Also in 2007, news stories called attention to the state’s lax rules for issuing drivers’ licenses. Maine was one of the few states that didn’t require proof of residency, let alone evidence the applicant was in this country legally. Dunlap became the chief defender of the status quo. The state had “an already rigorous license issuance process,” he told the Associated Press. After the US attorney announced that illegal aliens were being transported to Maine to get licenses, Dunlap wrote an op-ed for the Forecaster in which he claimed it was a “fallacy” that tightening the rules would halt the practice. Besides, he noted, letting suicide bombers have licenses had its advantages. “If individuals are in the system,” Dunlap said, “you can track them.”
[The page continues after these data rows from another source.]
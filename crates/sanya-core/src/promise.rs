//! Promises and their append-only update history.

use std::{fmt, str::FromStr};

use chrono::{DateTime, Utc};
use serde::{Deserialize, Serialize};

use crate::{
  Error, Result,
  record::{Record, Row, TableDef, advance, decode_ts, encode_ts, expect_len, now},
};

// ─── Status ──────────────────────────────────────────────────────────────────

/// Where a promise stands. Persisted and serialised as the Thai label; the
/// English aliases are accepted on input.
#[derive(
  Debug, Clone, Copy, PartialEq, Eq, Hash, Default, Serialize, Deserialize,
)]
pub enum PromiseStatus {
  #[serde(rename = "เงียบหาย", alias = "silent")]
  Silent,
  #[default]
  #[serde(rename = "ยังไม่เริ่ม", alias = "not-started")]
  NotStarted,
  #[serde(rename = "กำลังดำเนินการ", alias = "in-progress")]
  InProgress,
  #[serde(rename = "สำเร็จ", alias = "fulfilled")]
  Fulfilled,
  #[serde(rename = "ล้มเหลว", alias = "broken")]
  Broken,
}

impl PromiseStatus {
  pub const ALL: [Self; 5] = [
    Self::Silent,
    Self::NotStarted,
    Self::InProgress,
    Self::Fulfilled,
    Self::Broken,
  ];

  /// The label stored in the `status` / `new_status` columns.
  pub fn label(self) -> &'static str {
    match self {
      Self::Silent => "เงียบหาย",
      Self::NotStarted => "ยังไม่เริ่ม",
      Self::InProgress => "กำลังดำเนินการ",
      Self::Fulfilled => "สำเร็จ",
      Self::Broken => "ล้มเหลว",
    }
  }

  pub fn alias(self) -> &'static str {
    match self {
      Self::Silent => "silent",
      Self::NotStarted => "not-started",
      Self::InProgress => "in-progress",
      Self::Fulfilled => "fulfilled",
      Self::Broken => "broken",
    }
  }
}

impl fmt::Display for PromiseStatus {
  fn fmt(&self, f: &mut fmt::Formatter<'_>) -> fmt::Result {
    f.write_str(self.label())
  }
}

impl FromStr for PromiseStatus {
  type Err = Error;

  fn from_str(s: &str) -> Result<Self> {
    Self::ALL
      .into_iter()
      .find(|st| st.label() == s || st.alias() == s)
      .ok_or_else(|| Error::UnknownStatus(s.to_owned()))
  }
}

// ─── Promise ─────────────────────────────────────────────────────────────────

/// A public promise attributed to a politician.
#[derive(Debug, Clone, PartialEq, Eq, Serialize, Deserialize)]
#[serde(rename_all = "camelCase")]
pub struct Promise {
  pub id:            String,
  pub politician_id: String,
  pub name:          String,
  pub details:       String,
  /// Free text as entered, usually `YYYY-MM-DD`.
  pub promise_date:  String,
  pub status:        PromiseStatus,
  pub created_at:    DateTime<Utc>,
  pub updated_at:    DateTime<Utc>,
}

impl Promise {
  /// A fresh, unsaved promise with `created_at == updated_at`.
  pub fn new(input: NewPromise) -> Self {
    let at = now();
    Self {
      id:            String::new(),
      politician_id: input.politician_id,
      name:          input.name,
      details:       input.details,
      promise_date:  input.promise_date,
      status:        input.status.unwrap_or_default(),
      created_at:    at,
      updated_at:    at,
    }
  }

  /// Advance `updated_at` strictly past its previous value.
  pub fn touch(&mut self) { self.updated_at = advance(self.updated_at); }
}

impl Record for Promise {
  const TABLE: TableDef = TableDef {
    entity:  "promise",
    file:    "promises.csv",
    headers: &[
      "id",
      "politician_id",
      "name",
      "details",
      "promise_date",
      "status",
      "createdAt",
      "updatedAt",
    ],
  };

  fn id(&self) -> &str { &self.id }

  fn set_id(&mut self, id: String) { self.id = id; }

  fn to_row(&self) -> Row {
    vec![
      self.id.clone(),
      self.politician_id.clone(),
      self.name.clone(),
      self.details.clone(),
      self.promise_date.clone(),
      self.status.label().to_owned(),
      encode_ts(self.created_at),
      encode_ts(self.updated_at),
    ]
  }

  fn from_row(row: &[String]) -> Result<Self> {
    let t = &Self::TABLE;
    expect_len(t, row, 8)?;
    Ok(Self {
      id:            row[0].clone(),
      politician_id: row[1].clone(),
      name:          row[2].clone(),
      details:       row[3].clone(),
      promise_date:  row[4].clone(),
      status:        row[5].parse()?,
      created_at:    decode_ts(t, "createdAt", &row[6])?,
      updated_at:    decode_ts(t, "updatedAt", &row[7])?,
    })
  }
}

/// Input to [`crate::tracker::Tracker::create_promise`].
#[derive(Debug, Clone, Default, Deserialize)]
#[serde(rename_all = "camelCase")]
pub struct NewPromise {
  #[serde(default)]
  pub politician_id: String,
  #[serde(default)]
  pub name:          String,
  #[serde(default)]
  pub details:       String,
  #[serde(default)]
  pub promise_date:  String,
  pub status:        Option<PromiseStatus>,
}

/// Partial update; `None` leaves the field unchanged.
#[derive(Debug, Clone, Default, Deserialize)]
#[serde(rename_all = "camelCase")]
pub struct PromisePatch {
  pub politician_id: Option<String>,
  pub name:          Option<String>,
  pub details:       Option<String>,
  pub promise_date:  Option<String>,
  pub status:        Option<PromiseStatus>,
}

impl PromisePatch {
  /// Apply the patch and advance `updated_at`.
  pub fn apply(self, p: &mut Promise) {
    if let Some(v) = self.politician_id {
      p.politician_id = v;
    }
    if let Some(v) = self.name {
      p.name = v;
    }
    if let Some(v) = self.details {
      p.details = v;
    }
    if let Some(v) = self.promise_date {
      p.promise_date = v;
    }
    if let Some(v) = self.status {
      p.status = v;
    }
    p.touch();
  }
}

// ─── PromiseUpdate ───────────────────────────────────────────────────────────

/// One entry in a promise's history. Creating one also moves the promise to
/// `new_status`.
#[derive(Debug, Clone, PartialEq, Eq, Serialize, Deserialize)]
#[serde(rename_all = "camelCase")]
pub struct PromiseUpdate {
  pub id:          String,
  pub promise_id:  String,
  pub update_date: DateTime<Utc>,
  pub details:     String,
  pub new_status:  PromiseStatus,
}

/// Field count of the legacy layout without an `id` column.
const LEGACY_UPDATE_FIELDS: usize = 4;

impl Record for PromiseUpdate {
  const TABLE: TableDef = TableDef {
    entity:  "promise update",
    file:    "promise_updates.csv",
    headers: &["id", "promise_id", "update_date", "details", "new_status"],
  };

  fn id(&self) -> &str { &self.id }

  fn set_id(&mut self, id: String) { self.id = id; }

  fn to_row(&self) -> Row {
    vec![
      self.id.clone(),
      self.promise_id.clone(),
      encode_ts(self.update_date),
      self.details.clone(),
      self.new_status.label().to_owned(),
    ]
  }

  /// Accepts both `id,promise_id,update_date,details,new_status` and the
  /// legacy `promise_id,update_date,details,new_status`. Legacy rows come
  /// back with an empty id, which the next save of the table fills in.
  fn from_row(row: &[String]) -> Result<Self> {
    let t = &Self::TABLE;
    let (id, rest) = if row.len() == LEGACY_UPDATE_FIELDS {
      (String::new(), row)
    } else {
      expect_len(t, row, 5)?;
      (row[0].clone(), &row[1..])
    };
    Ok(Self {
      id,
      promise_id:  rest[0].clone(),
      update_date: decode_ts(t, "update_date", &rest[1])?,
      details:     rest[2].clone(),
      new_status:  rest[3].parse()?,
    })
  }
}

/// Input to [`crate::tracker::Tracker::create_promise_update`].
#[derive(Debug, Clone, Deserialize)]
#[serde(rename_all = "camelCase")]
pub struct NewPromiseUpdate {
  #[serde(default)]
  pub promise_id: String,
  #[serde(default)]
  pub details:    String,
  #[serde(default)]
  pub new_status: Option<PromiseStatus>,
}

#[cfg(test)]
mod tests {
  use super::*;

  fn sample() -> Promise {
    Promise::new(NewPromise {
      politician_id: "10000001".into(),
      name:          "Build hospital".into(),
      details:       "200 beds,\n\"modern\" equipment".into(),
      promise_date:  "2024-01-01".into(),
      status:        None,
    })
  }

  #[test]
  fn new_promise_defaults() {
    let p = sample();
    assert!(p.id.is_empty());
    assert_eq!(p.status, PromiseStatus::NotStarted);
    assert_eq!(p.created_at, p.updated_at);
  }

  #[test]
  fn promise_row_round_trip() {
    let mut p = sample();
    p.id = "1".into();
    assert_eq!(Promise::from_row(&p.to_row()).unwrap(), p);
  }

  #[test]
  fn touch_advances_updated_at() {
    let mut p = sample();
    let before = p.updated_at;
    p.touch();
    assert!(p.updated_at > before);
    assert_eq!(p.created_at, before);
  }

  #[test]
  fn status_labels_and_aliases_parse() {
    for st in PromiseStatus::ALL {
      assert_eq!(st.label().parse::<PromiseStatus>().unwrap(), st);
      assert_eq!(st.alias().parse::<PromiseStatus>().unwrap(), st);
    }
    assert!(matches!(
      "done".parse::<PromiseStatus>(),
      Err(Error::UnknownStatus(_))
    ));
  }

  #[test]
  fn status_serialises_as_label() {
    let json = serde_json::to_string(&PromiseStatus::InProgress).unwrap();
    assert_eq!(json, "\"กำลังดำเนินการ\"");
    let parsed: PromiseStatus = serde_json::from_str("\"broken\"").unwrap();
    assert_eq!(parsed, PromiseStatus::Broken);
  }

  #[test]
  fn update_accepts_legacy_layout() {
    let legacy: Vec<String> = [
      "4",
      "2024-02-01T10:00:00.000Z",
      "groundbreaking",
      "กำลังดำเนินการ",
    ]
    .map(String::from)
    .to_vec();
    let u = PromiseUpdate::from_row(&legacy).unwrap();
    assert!(u.id.is_empty());
    assert_eq!(u.promise_id, "4");
    assert_eq!(u.new_status, PromiseStatus::InProgress);

    let mut current = legacy.clone();
    current.insert(0, "9".into());
    let u = PromiseUpdate::from_row(&current).unwrap();
    assert_eq!(u.id, "9");
    assert_eq!(u.details, "groundbreaking");
  }

  #[test]
  fn update_row_round_trip() {
    let u = PromiseUpdate {
      id:          "2".into(),
      promise_id:  "1".into(),
      update_date: now(),
      details:     "phase 1, done".into(),
      new_status:  PromiseStatus::Fulfilled,
    };
    assert_eq!(PromiseUpdate::from_row(&u.to_row()).unwrap(), u);
  }

  #[test]
  fn patch_touches_even_without_changes() {
    let mut p = sample();
    let before = p.updated_at;
    PromisePatch::default().apply(&mut p);
    assert!(p.updated_at > before);
  }
}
The Legislature did change the rules to require some semi-legitimate indication an applicant resided in the state, although Maine still has more than 5000 licenses issued to people with no Social Security numbers. Dunlap said there could be reasonable explanations for that. They could be babies or something.
Before the residency regulations got changed, Robert O’Connell, Dunlap’s director of licensing, helped Niall Clarke, a guy he met in a Boston bar on St. Patrick’s Day 2006, get a license. Clarke was an Irish national with just two weeks left on his visa, but thanks to O’Connell, he took his written, vision, and road tests in a single day. A few months later, Clarke, now an illegal alien, used his license to buy a gun, which he used to hold up a Bangor bank.
Last month, Dunlap finally decided O’Connell hadn’t done anything wrong. “He is now clear and it is now over,” he told the Bangor Daily News. “There has been no discipline because there’s nothing to discipline him for.”
It’s time the Legislature helped Dunlap maximize his potential. Find him a bartending job.